*** Records shown ***
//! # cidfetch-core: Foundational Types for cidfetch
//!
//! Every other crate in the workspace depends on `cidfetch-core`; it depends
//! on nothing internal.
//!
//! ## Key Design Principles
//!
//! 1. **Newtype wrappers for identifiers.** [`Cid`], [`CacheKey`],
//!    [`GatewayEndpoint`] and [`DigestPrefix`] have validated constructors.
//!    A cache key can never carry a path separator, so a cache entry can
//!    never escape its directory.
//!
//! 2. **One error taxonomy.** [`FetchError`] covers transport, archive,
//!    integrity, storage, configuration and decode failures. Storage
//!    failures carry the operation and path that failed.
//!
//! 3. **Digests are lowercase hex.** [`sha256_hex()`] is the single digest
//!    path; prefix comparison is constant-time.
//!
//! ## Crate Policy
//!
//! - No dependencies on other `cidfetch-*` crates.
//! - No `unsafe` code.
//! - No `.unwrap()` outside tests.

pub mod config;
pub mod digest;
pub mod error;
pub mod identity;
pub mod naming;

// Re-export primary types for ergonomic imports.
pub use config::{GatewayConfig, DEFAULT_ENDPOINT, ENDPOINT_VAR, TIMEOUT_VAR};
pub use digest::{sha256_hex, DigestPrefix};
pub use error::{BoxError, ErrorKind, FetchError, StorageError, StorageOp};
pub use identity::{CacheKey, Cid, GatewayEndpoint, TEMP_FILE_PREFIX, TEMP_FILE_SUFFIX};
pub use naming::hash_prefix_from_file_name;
*** End of Records shown ***
» **Activity**
Copy every line of the data that holds the string "failures".

» **Exercise answer**
//!    integrity, storage, configuration and decode failures. Storage
//!    failures carry the operation and path that failed.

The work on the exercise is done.